There is yet time, especially if Canada is not immediately involved in European war, to stop the show. Except in Quebec, fascism languishes until the workers threaten big business sufficiently. But the Augean stables won’t be cleaned out with the teaspoons of the old ladies in the Civil Liberties Union. If the CCF is ever to become a party of labor it must be prepared to meet the fascists physically blow for blow. It must give the lead to the unions and to the working class organizations of all kinds in the formation of joint defense squads with a permanent centre and trained worker-defenders. There must be no spreading of illusions that legislative tinkering will halt reaction. In short the party which will prevent fascism in Canada must be also the party capable of carrying the working-class to revolutionary
victory. Such a party must be itself working-class. The prairie farmers, a potential reservoir for fascist recruitment, must be won to the support of the workers not, as now in the CCF, by wholesale concessions to their sectionalist and anti-labor habits, but by showing them in theory and practise that only the power of labor can destroy the capitalism that bleeds all toilers alike.
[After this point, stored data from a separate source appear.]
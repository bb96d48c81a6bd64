//! `ext_crypto_*` imports.
//!
//! Key generation inserts into the keystore addressed by the 4-byte key
//! type id read directly at the supplied pointer. An optional seed is a
//! SCALE `Option<bytes>` holding a BIP-39 phrase. While the signature
//! batcher is started, every verify import queues its signature and
//! reports success; `ext_crypto_finish_batch_verify_version_1` collects
//! the aggregate verdict.

use anyhow::anyhow;
use wasmtime::{Caller, Linker};

use filament_primitives::codec::decode_option_bytes;
use filament_primitives::crypto::{ecdsa, ed25519, sr25519, KeyType, Pair, SignatureInfo};
use filament_primitives::hashing::blake2_256;
use filament_primitives::KeyTypeId;

use crate::context::HostContext;
use crate::error::HostError;
use crate::mem;

use super::{host_try, memory_of, MODULE};

/// SCALE encoding of an empty public-key vector, the sentinel for
/// `public_keys` failures.
const EMPTY_KEY_LIST: &[u8] = &[0x00];

fn encode_key_list(keys: &[Vec<u8>]) -> Vec<u8> {
    use codec::{Compact, Encode};
    let mut out = Compact(keys.len() as u32).encode();
    for key in keys {
        out.extend_from_slice(key);
    }
    out
}

/// Decode the optional seed span into a BIP-39 phrase, if present.
fn decode_seed_phrase(seed_bytes: &[u8]) -> Result<Option<String>, String> {
    let seed = decode_option_bytes(seed_bytes).map_err(|e| e.to_string())?;
    match seed {
        None => Ok(None),
        Some(bytes) => String::from_utf8(bytes)
            .map(Some)
            .map_err(|_| "seed phrase is not valid UTF-8".to_string()),
    }
}

pub(super) fn register(linker: &mut Linker<HostContext>) -> Result<(), HostError> {
    register_ed25519(linker)?;
    register_sr25519(linker)?;
    register_ecdsa(linker)?;
    register_batch_verify(linker)?;
    Ok(())
}

fn register_ed25519(linker: &mut Linker<HostContext>) -> Result<(), HostError> {
    linker.func_wrap(
        MODULE,
        "ext_crypto_ed25519_generate_version_1",
        |mut caller: Caller<'_, HostContext>, key_type_ptr: i32, seed_span: i64| -> i32 {
            let Some(memory) = memory_of(&mut caller) else {
                return 0;
            };
            let id: KeyTypeId = host_try!(
                mem::read_array(&memory, &caller, key_type_ptr as u32),
                0,
                "ext_crypto_ed25519_generate: reading key type id"
            );
            let seed_bytes = host_try!(
                mem::read_span(&memory, &caller, seed_span.into()),
                0,
                "ext_crypto_ed25519_generate: reading seed"
            );

            let pair = match decode_seed_phrase(&seed_bytes) {
                Ok(Some(phrase)) => match ed25519::Pair::from_phrase(&phrase) {
                    Ok(pair) => pair,
                    Err(err) => {
                        log::warn!(target: "host", "cannot generate ed25519 key: {err}");
                        return 0;
                    }
                },
                Ok(None) => ed25519::Pair::generate(),
                Err(err) => {
                    log::warn!(target: "host", "cannot generate ed25519 key: {err}");
                    return 0;
                }
            };

            let keystore = caller.data().keystore.keystore(id);
            if let Err(err) = keystore.insert(Pair::Ed25519(pair.clone())) {
                log::warn!(target: "host", "failed to insert ed25519 key: {err}");
                return 0;
            }

            let ptr = host_try!(
                mem::write_sized(&memory, &mut caller, &pair.public()),
                0,
                "ext_crypto_ed25519_generate: writing public key"
            );
            log::debug!(
                target: "host",
                "generated ed25519 keypair with public key 0x{}",
                hex::encode(pair.public())
            );
            ptr as i32
        },
    )?;

    linker.func_wrap(
        MODULE,
        "ext_crypto_ed25519_public_keys_version_1",
        |mut caller: Caller<'_, HostContext>, key_type_ptr: i32| -> i64 {
            let Some(memory) = memory_of(&mut caller) else {
                return 0;
            };
            let id: KeyTypeId = host_try!(
                mem::read_array(&memory, &caller, key_type_ptr as u32),
                0,
                "ext_crypto_ed25519_public_keys: reading key type id"
            );

            let keystore = caller.data().keystore.keystore(id);
            if !matches!(keystore.key_type(), KeyType::Ed25519 | KeyType::Unknown) {
                log::warn!(
                    target: "host",
                    "keystore type for id 0x{} is {} and not the expected ed25519",
                    hex::encode(id),
                    keystore.key_type()
                );
                let out = host_try!(
                    mem::write_owned(&memory, &mut caller, EMPTY_KEY_LIST),
                    0,
                    "ext_crypto_ed25519_public_keys: writing sentinel"
                );
                return out.as_i64();
            }

            let keys = keystore.public_keys_of(KeyType::Ed25519);
            let out = host_try!(
                mem::write_owned(&memory, &mut caller, &encode_key_list(&keys)),
                0,
                "ext_crypto_ed25519_public_keys: writing keys"
            );
            out.as_i64()
        },
    )?;

    linker.func_wrap(
        MODULE,
        "ext_crypto_ed25519_sign_version_1",
        |mut caller: Caller<'_, HostContext>,
         key_type_ptr: i32,
         public_key_ptr: i32,
         message_span: i64|
         -> i64 {
            let Some(memory) = memory_of(&mut caller) else {
                return 0;
            };
            let id: KeyTypeId = host_try!(
                mem::read_array(&memory, &caller, key_type_ptr as u32),
                0,
                "ext_crypto_ed25519_sign: reading key type id"
            );
            let public: [u8; 32] = host_try!(
                mem::read_array(&memory, &caller, public_key_ptr as u32),
                0,
                "ext_crypto_ed25519_sign: reading public key"
            );
            let message = host_try!(
                mem::read_span(&memory, &caller, message_span.into()),
                0,
                "ext_crypto_ed25519_sign: reading message"
            );

            let keystore = caller.data().keystore.keystore(id);
            let signature = match keystore.keypair(&public) {
                Some(pair) => Some(pair.sign(&message)),
                None => {
                    log::error!(
                        target: "host",
                        "could not find public key 0x{} in keystore",
                        hex::encode(public)
                    );
                    None
                }
            };

            let out = host_try!(
                mem::write_option_fixed(&memory, &mut caller, signature.as_deref()),
                0,
                "ext_crypto_ed25519_sign: writing signature"
            );
            out.as_i64()
        },
    )?;

    linker.func_wrap(
        MODULE,
        "ext_crypto_ed25519_verify_version_1",
        |mut caller: Caller<'_, HostContext>,
         signature_ptr: i32,
         message_span: i64,
         public_key_ptr: i32|
         -> i32 {
            let Some(memory) = memory_of(&mut caller) else {
                return 0;
            };
            let signature: [u8; 64] = host_try!(
                mem::read_array(&memory, &caller, signature_ptr as u32),
                0,
                "ext_crypto_ed25519_verify: reading signature"
            );
            let message = host_try!(
                mem::read_span(&memory, &caller, message_span.into()),
                0,
                "ext_crypto_ed25519_verify: reading message"
            );
            let public: [u8; 32] = host_try!(
                mem::read_array(&memory, &caller, public_key_ptr as u32),
                0,
                "ext_crypto_ed25519_verify: reading public key"
            );

            if caller.data().sig_verifier.is_started() {
                caller.data().sig_verifier.add(SignatureInfo {
                    public_key: public.to_vec(),
                    signature: signature.to_vec(),
                    message,
                    verify: ed25519::verify,
                });
                return 1;
            }

            if ed25519::verify(&signature, &message, &public) {
                log::debug!(target: "host", "verified ed25519 signature");
                1
            } else {
                log::error!(target: "host", "failed to validate ed25519 signature");
                0
            }
        },
    )?;

    Ok(())
}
The complicated Quebec problem will also be solved only by a militant workers’ party willing to concede the right of self-determination to the 2% millions with a different race, language, and traditions, but fearless also in exposing the role of Catholic religion and Catholic wealth. Such a party will need to fight the pussyfooting Stalinists and all other betrayers who cloak the economic exploitation of Quebec Catholicism with the excuse that the pious worker must not be antagonized. The fight against fascism in Quebec is today primarily a fight against the Catholic Church, against the poisonous drugs of its religious doctrines, against its legal and against its political hold on the masses. When that is broken, much of the “separatist” problem will disappear, as it has already evaporated in the minds of those French-Canadian workers who have thrown off Catholicism already and struck against bosses of all creeds. The militants in the Catholic unions must be roused to multiply their joint-committees with the other unions. From this it will be possible to proceed to trade union unification, and, granted a Marxist cadre, to independent political action and unification with the proletarian revolutionary forces in Canada and the United States. That is the only way to say a final “No” to the question, “Is French Canada Going Fascist?”
1. Nation, Feb. 26, 1938.
2. Births per 1,000: 1921, 29.4; 1935, 20.2.
3. See D. Levine, Proletarian Outlook, July 1938.
4. French-Canadian farmer.
5. See Montreal Gazette, Feb. 7, 1938.